ASSIGNMENT -
Look below for the line holding "return Ok(self.source_playlists.remove(index));" and the line holding "let content = toml::to_string_pretty(config)". Transcribe exactly those lines and all lines between them, nothing more.

____

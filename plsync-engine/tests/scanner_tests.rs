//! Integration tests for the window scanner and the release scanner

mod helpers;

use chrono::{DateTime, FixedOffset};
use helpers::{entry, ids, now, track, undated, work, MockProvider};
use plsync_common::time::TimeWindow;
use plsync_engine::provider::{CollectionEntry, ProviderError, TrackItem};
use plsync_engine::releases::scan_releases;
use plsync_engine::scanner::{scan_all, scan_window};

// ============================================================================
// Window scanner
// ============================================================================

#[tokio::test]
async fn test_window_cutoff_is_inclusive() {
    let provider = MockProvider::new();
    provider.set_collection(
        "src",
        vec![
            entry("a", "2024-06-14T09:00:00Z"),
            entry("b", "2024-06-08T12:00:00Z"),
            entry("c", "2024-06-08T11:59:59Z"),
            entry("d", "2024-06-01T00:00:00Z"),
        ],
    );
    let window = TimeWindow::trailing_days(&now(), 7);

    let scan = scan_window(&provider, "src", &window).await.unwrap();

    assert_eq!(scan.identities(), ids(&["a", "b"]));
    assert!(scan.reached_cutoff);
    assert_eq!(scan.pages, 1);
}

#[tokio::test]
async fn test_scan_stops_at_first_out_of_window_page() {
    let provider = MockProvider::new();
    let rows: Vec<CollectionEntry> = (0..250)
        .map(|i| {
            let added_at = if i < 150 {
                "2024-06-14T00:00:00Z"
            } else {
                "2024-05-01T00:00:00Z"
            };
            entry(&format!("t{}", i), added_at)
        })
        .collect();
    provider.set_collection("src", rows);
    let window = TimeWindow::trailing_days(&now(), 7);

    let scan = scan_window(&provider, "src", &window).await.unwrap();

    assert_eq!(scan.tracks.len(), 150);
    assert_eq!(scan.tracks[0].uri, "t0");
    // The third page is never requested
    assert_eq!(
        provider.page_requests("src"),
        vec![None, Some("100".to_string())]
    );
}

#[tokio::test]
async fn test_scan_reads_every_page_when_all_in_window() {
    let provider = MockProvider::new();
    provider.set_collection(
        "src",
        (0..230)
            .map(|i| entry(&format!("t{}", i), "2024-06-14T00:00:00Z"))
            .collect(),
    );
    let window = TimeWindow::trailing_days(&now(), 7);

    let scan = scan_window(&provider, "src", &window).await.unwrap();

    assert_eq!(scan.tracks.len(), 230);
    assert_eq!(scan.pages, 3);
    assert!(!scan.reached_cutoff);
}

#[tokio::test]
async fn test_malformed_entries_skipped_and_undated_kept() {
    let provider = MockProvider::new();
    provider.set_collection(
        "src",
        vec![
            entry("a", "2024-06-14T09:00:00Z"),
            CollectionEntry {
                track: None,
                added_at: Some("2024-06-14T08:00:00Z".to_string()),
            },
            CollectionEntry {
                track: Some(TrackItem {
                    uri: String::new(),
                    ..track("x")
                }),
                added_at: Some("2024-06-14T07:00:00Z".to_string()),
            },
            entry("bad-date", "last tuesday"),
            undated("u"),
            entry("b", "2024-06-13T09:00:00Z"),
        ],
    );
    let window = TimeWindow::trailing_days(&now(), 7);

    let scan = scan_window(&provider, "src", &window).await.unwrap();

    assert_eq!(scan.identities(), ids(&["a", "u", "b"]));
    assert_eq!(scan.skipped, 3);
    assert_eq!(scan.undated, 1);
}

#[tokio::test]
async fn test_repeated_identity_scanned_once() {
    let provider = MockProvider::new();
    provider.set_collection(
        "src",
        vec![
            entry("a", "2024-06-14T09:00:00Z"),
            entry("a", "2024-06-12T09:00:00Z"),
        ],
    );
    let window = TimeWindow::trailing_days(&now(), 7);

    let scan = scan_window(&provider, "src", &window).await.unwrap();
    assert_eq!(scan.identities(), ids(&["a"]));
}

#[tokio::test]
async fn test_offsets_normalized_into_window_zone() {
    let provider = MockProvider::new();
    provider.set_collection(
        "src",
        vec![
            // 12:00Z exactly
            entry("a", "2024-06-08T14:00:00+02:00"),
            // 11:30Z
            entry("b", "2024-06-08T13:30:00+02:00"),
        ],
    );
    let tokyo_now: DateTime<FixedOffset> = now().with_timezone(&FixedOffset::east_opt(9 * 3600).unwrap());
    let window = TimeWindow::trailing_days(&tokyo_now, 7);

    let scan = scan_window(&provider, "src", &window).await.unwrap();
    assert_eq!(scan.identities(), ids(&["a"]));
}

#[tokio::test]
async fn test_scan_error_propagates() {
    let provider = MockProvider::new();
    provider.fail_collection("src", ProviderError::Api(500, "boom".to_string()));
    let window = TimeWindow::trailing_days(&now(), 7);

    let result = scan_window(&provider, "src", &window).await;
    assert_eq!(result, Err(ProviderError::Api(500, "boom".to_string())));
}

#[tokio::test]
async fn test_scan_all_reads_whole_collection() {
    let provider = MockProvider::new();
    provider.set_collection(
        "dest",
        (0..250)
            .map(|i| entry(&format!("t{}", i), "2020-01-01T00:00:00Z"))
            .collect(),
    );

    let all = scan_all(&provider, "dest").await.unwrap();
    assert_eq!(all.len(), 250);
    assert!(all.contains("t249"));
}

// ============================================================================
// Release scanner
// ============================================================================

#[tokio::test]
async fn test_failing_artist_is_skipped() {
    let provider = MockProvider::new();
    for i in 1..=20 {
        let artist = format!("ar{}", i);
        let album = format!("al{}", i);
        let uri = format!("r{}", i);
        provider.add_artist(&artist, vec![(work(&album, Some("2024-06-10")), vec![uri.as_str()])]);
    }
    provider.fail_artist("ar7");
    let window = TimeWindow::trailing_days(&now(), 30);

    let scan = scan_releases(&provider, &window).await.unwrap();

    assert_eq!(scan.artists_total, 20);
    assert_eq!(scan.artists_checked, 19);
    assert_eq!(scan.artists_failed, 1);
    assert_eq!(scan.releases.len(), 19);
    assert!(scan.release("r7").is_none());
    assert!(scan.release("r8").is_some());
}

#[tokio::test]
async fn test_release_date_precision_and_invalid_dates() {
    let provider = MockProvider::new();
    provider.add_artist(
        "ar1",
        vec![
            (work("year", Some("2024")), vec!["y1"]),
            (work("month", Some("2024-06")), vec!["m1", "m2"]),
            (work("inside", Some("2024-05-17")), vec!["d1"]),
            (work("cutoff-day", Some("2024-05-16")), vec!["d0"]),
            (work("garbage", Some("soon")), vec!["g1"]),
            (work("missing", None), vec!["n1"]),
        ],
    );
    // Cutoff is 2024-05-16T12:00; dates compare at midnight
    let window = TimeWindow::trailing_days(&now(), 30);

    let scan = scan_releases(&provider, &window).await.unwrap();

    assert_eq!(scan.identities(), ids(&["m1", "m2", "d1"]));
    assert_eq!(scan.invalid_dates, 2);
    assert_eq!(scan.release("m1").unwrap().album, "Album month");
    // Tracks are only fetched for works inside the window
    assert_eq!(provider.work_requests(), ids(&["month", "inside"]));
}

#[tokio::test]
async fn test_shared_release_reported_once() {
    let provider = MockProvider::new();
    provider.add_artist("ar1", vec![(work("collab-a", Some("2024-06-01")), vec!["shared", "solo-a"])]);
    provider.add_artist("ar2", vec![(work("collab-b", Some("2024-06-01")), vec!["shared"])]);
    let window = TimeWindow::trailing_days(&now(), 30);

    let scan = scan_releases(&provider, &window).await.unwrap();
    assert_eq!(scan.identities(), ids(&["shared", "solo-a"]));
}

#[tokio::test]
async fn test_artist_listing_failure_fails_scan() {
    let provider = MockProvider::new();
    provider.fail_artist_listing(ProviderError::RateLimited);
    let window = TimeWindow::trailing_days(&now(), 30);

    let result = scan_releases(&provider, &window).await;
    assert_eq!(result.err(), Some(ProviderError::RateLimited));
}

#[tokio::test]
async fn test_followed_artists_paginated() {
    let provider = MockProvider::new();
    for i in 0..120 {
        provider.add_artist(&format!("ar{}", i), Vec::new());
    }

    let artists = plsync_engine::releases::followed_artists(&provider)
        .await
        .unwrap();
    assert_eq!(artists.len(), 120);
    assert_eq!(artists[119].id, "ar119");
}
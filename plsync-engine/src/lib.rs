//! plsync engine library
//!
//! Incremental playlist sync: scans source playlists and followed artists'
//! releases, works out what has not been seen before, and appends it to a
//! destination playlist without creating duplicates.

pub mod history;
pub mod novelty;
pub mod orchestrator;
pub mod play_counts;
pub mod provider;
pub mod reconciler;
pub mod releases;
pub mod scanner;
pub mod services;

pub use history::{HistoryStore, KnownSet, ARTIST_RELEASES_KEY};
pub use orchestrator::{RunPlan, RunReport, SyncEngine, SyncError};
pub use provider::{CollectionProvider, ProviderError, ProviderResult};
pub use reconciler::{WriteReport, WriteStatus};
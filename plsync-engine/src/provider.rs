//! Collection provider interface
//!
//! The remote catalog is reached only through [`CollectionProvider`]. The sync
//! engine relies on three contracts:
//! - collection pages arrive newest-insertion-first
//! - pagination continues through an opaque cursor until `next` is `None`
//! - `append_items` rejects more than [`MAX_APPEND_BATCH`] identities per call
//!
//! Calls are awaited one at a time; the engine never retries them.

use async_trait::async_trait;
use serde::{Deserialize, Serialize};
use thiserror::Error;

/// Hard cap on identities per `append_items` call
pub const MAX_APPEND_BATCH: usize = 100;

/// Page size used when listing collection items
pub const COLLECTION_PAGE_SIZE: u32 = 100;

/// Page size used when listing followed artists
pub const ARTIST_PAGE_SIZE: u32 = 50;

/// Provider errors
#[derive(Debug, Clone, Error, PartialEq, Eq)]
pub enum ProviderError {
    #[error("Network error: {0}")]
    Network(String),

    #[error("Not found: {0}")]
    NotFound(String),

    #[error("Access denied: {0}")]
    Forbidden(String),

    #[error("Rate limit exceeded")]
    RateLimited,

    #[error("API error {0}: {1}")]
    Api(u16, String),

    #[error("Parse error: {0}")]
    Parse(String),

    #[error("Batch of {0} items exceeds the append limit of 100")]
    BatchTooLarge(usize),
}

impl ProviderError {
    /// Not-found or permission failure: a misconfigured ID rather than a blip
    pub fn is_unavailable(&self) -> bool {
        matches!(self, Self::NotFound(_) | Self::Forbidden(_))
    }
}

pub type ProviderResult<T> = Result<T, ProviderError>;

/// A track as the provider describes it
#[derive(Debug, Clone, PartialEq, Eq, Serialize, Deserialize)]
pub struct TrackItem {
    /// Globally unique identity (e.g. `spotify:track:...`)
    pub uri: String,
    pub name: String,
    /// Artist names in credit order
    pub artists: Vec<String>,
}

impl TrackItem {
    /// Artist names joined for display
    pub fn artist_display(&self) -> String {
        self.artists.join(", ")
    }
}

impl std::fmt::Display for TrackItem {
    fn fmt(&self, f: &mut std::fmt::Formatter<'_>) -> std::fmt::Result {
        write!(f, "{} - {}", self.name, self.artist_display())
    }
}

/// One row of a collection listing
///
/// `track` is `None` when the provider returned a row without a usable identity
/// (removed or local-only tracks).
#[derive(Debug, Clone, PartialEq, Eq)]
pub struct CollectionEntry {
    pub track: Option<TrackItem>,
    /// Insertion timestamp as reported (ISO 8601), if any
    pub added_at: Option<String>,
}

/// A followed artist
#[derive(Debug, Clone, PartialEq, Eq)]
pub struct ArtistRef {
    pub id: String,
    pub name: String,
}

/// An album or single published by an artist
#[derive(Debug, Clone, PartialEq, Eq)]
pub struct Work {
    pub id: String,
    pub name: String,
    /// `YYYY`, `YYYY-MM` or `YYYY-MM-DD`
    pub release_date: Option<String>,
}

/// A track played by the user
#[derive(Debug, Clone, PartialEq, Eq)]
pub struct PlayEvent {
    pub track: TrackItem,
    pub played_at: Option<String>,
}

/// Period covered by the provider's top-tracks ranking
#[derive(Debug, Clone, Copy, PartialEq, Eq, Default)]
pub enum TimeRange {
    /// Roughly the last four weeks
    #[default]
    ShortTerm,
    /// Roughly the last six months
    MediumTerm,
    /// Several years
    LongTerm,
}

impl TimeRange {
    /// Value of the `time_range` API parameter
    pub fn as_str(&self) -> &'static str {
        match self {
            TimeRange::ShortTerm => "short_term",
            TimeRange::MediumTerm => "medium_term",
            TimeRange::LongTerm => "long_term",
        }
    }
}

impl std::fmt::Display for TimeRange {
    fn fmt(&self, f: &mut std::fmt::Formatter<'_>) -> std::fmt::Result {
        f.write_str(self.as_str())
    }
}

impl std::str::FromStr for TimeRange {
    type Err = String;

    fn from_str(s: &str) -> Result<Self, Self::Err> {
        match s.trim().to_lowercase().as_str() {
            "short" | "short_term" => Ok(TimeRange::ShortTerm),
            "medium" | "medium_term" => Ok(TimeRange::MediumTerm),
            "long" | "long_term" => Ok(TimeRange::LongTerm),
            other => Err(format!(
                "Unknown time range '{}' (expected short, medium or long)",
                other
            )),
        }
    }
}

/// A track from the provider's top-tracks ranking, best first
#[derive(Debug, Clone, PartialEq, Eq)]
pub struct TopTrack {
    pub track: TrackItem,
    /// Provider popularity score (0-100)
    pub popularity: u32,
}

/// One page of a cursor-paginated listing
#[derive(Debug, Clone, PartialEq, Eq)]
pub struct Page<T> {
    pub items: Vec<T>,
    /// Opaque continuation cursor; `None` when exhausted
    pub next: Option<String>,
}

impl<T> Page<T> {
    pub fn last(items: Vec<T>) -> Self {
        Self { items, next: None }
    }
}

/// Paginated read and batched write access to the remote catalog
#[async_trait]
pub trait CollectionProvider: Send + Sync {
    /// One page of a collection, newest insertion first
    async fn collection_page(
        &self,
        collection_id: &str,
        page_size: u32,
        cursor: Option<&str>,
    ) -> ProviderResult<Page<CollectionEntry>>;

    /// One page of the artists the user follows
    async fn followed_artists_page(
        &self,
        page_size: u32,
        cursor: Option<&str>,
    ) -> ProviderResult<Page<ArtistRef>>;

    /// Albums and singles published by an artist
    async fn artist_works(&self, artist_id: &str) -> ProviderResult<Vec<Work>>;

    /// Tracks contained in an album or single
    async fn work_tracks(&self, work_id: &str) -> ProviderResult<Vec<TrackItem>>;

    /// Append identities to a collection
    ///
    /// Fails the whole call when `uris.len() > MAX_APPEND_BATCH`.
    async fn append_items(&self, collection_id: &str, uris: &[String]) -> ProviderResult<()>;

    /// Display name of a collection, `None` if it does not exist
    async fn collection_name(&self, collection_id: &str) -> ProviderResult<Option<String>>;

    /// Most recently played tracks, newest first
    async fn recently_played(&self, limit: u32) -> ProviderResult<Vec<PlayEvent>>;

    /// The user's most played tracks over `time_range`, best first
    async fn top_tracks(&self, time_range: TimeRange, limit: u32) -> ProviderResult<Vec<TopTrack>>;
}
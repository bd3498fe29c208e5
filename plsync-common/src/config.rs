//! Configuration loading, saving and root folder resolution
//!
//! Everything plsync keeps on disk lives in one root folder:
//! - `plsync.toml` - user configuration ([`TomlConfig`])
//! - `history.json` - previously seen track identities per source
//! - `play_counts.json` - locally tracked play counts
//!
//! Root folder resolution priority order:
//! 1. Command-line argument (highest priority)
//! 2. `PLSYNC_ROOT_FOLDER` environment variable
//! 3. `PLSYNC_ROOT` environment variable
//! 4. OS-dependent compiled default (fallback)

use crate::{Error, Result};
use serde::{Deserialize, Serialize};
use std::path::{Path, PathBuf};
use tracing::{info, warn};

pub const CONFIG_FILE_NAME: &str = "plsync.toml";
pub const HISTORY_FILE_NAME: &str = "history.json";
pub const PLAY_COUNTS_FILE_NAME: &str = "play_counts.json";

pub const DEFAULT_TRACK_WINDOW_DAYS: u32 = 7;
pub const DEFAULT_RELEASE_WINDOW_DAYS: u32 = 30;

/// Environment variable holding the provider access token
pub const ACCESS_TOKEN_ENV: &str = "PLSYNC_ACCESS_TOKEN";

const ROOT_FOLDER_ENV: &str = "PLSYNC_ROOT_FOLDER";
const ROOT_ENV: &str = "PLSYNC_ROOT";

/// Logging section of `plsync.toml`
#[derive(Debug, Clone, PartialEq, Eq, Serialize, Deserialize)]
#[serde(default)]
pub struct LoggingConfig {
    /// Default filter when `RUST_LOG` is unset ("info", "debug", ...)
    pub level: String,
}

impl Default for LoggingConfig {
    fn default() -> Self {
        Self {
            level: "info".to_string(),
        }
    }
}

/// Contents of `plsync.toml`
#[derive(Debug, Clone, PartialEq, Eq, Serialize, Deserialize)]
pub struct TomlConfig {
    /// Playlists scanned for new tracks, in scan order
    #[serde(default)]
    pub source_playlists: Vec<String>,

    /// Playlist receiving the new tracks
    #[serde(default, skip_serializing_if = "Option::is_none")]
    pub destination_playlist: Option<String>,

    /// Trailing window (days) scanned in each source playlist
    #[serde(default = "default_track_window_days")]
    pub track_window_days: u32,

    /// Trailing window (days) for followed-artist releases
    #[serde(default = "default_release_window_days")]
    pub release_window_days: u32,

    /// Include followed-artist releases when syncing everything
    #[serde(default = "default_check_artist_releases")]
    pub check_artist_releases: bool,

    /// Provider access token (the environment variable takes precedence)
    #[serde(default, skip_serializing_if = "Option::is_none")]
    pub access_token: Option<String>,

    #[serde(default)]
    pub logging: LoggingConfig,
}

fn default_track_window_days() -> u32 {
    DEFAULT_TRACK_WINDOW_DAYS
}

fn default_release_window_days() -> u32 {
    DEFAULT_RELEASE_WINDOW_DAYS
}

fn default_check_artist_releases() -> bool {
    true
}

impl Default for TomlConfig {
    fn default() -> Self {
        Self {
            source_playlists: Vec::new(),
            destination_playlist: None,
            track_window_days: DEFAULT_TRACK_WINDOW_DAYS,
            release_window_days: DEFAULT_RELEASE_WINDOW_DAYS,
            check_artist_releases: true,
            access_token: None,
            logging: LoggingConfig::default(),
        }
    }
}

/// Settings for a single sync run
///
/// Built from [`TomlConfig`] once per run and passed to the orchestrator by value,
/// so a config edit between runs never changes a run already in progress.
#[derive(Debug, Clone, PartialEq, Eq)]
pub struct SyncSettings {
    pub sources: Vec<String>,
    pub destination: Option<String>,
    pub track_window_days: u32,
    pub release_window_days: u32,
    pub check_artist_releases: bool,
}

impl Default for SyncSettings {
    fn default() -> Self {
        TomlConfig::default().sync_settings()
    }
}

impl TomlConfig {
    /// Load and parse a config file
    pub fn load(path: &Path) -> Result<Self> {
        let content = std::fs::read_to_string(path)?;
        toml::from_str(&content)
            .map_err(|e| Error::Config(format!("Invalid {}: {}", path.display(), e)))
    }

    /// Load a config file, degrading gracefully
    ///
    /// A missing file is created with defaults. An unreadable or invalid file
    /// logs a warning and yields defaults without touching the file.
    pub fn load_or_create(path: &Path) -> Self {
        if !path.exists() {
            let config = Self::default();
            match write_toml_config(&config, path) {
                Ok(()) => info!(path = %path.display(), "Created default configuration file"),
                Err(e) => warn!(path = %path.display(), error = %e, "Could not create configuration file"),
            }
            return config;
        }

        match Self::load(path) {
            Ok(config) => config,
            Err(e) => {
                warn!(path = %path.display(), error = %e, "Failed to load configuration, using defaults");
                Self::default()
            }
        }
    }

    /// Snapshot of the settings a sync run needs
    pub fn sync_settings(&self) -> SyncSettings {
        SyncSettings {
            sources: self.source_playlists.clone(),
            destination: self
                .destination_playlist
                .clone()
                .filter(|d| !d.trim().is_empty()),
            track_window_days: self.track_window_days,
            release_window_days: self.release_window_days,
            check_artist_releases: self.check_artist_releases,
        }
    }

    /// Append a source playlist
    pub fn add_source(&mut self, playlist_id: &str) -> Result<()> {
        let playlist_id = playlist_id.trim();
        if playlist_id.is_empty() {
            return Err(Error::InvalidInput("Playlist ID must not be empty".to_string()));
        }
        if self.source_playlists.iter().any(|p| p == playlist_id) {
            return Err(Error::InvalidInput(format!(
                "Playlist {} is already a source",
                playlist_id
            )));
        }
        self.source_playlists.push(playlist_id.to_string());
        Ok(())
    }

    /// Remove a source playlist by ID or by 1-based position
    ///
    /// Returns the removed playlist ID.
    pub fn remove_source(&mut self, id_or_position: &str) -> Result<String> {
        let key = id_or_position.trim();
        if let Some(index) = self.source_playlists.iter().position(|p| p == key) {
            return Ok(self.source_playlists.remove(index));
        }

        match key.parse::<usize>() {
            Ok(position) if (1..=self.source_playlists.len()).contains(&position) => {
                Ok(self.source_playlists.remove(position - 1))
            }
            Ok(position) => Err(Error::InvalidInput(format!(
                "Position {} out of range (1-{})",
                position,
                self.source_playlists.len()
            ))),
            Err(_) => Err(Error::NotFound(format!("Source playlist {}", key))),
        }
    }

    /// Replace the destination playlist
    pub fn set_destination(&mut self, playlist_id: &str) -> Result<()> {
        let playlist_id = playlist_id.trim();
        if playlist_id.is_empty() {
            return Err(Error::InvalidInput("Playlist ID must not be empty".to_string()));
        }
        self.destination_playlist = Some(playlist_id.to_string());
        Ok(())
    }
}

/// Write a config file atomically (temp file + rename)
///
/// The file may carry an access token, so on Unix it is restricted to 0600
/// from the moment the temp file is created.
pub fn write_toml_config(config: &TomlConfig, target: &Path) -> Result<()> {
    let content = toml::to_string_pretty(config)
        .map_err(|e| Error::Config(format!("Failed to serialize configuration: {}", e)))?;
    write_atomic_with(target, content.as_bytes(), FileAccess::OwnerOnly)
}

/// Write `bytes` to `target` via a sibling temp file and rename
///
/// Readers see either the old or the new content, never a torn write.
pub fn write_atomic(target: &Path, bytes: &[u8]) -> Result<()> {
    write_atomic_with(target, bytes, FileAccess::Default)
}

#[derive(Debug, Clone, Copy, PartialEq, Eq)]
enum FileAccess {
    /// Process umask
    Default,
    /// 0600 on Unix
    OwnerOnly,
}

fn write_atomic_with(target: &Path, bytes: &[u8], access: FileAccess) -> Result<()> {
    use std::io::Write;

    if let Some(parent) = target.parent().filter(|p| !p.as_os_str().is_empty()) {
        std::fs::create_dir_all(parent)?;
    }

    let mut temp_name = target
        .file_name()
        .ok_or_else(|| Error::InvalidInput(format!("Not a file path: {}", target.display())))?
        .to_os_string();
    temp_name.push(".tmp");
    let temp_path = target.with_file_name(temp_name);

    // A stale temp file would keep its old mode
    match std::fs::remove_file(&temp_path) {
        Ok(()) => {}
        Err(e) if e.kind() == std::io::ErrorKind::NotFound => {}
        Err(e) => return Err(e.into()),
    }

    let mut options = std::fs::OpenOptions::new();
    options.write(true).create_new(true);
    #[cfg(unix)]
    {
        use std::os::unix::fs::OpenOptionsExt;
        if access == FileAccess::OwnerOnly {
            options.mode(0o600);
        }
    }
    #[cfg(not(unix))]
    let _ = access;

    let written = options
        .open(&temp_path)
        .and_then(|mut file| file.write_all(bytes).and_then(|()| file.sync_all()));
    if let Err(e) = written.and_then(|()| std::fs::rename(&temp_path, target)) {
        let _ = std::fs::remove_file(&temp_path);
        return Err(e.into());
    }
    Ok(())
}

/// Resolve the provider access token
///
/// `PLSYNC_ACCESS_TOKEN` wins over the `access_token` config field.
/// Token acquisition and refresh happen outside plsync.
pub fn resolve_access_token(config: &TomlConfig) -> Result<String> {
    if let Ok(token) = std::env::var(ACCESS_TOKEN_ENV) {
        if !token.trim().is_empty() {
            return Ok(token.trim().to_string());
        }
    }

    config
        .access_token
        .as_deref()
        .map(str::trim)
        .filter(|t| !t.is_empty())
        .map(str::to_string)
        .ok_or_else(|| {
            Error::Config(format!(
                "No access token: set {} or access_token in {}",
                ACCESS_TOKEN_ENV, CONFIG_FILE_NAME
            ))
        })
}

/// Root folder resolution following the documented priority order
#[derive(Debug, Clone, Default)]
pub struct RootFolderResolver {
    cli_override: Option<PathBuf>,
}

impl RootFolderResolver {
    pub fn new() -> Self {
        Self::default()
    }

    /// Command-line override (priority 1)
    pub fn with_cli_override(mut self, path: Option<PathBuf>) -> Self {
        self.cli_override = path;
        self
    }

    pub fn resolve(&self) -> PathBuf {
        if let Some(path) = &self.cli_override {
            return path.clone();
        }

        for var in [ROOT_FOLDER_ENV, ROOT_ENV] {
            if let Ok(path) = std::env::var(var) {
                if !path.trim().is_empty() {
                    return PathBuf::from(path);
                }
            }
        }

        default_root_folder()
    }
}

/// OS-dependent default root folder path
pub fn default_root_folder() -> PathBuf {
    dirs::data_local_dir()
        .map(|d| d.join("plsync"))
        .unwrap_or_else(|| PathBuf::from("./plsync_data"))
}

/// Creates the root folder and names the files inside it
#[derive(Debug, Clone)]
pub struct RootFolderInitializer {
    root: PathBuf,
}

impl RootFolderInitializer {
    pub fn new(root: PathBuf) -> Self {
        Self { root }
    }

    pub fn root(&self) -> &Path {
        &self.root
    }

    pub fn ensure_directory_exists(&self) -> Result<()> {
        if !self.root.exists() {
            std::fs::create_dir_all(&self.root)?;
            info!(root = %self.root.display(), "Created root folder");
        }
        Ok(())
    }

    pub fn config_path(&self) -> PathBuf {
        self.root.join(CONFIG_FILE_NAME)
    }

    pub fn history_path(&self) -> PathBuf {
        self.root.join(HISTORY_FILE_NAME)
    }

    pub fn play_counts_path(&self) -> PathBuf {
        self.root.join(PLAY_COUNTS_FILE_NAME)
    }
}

____

SOLUTION -
            return Ok(self.source_playlists.remove(index));
        }

        match key.parse::<usize>() {
            Ok(position) if (1..=self.source_playlists.len()).contains(&position) => {
                Ok(self.source_playlists.remove(position - 1))
            }
            Ok(position) => Err(Error::InvalidInput(format!(
                "Position {} out of range (1-{})",
                position,
                self.source_playlists.len()
            ))),
            Err(_) => Err(Error::NotFound(format!("Source playlist {}", key))),
        }
    }

    /// Replace the destination playlist
    pub fn set_destination(&mut self, playlist_id: &str) -> Result<()> {
        let playlist_id = playlist_id.trim();
        if playlist_id.is_empty() {
            return Err(Error::InvalidInput("Playlist ID must not be empty".to_string()));
        }
        self.destination_playlist = Some(playlist_id.to_string());
        Ok(())
    }
}

/// Write a config file atomically (temp file + rename)
///
/// The file may carry an access token, so on Unix it is restricted to 0600
/// from the moment the temp file is created.
pub fn write_toml_config(config: &TomlConfig, target: &Path) -> Result<()> {
    let content = toml::to_string_pretty(config)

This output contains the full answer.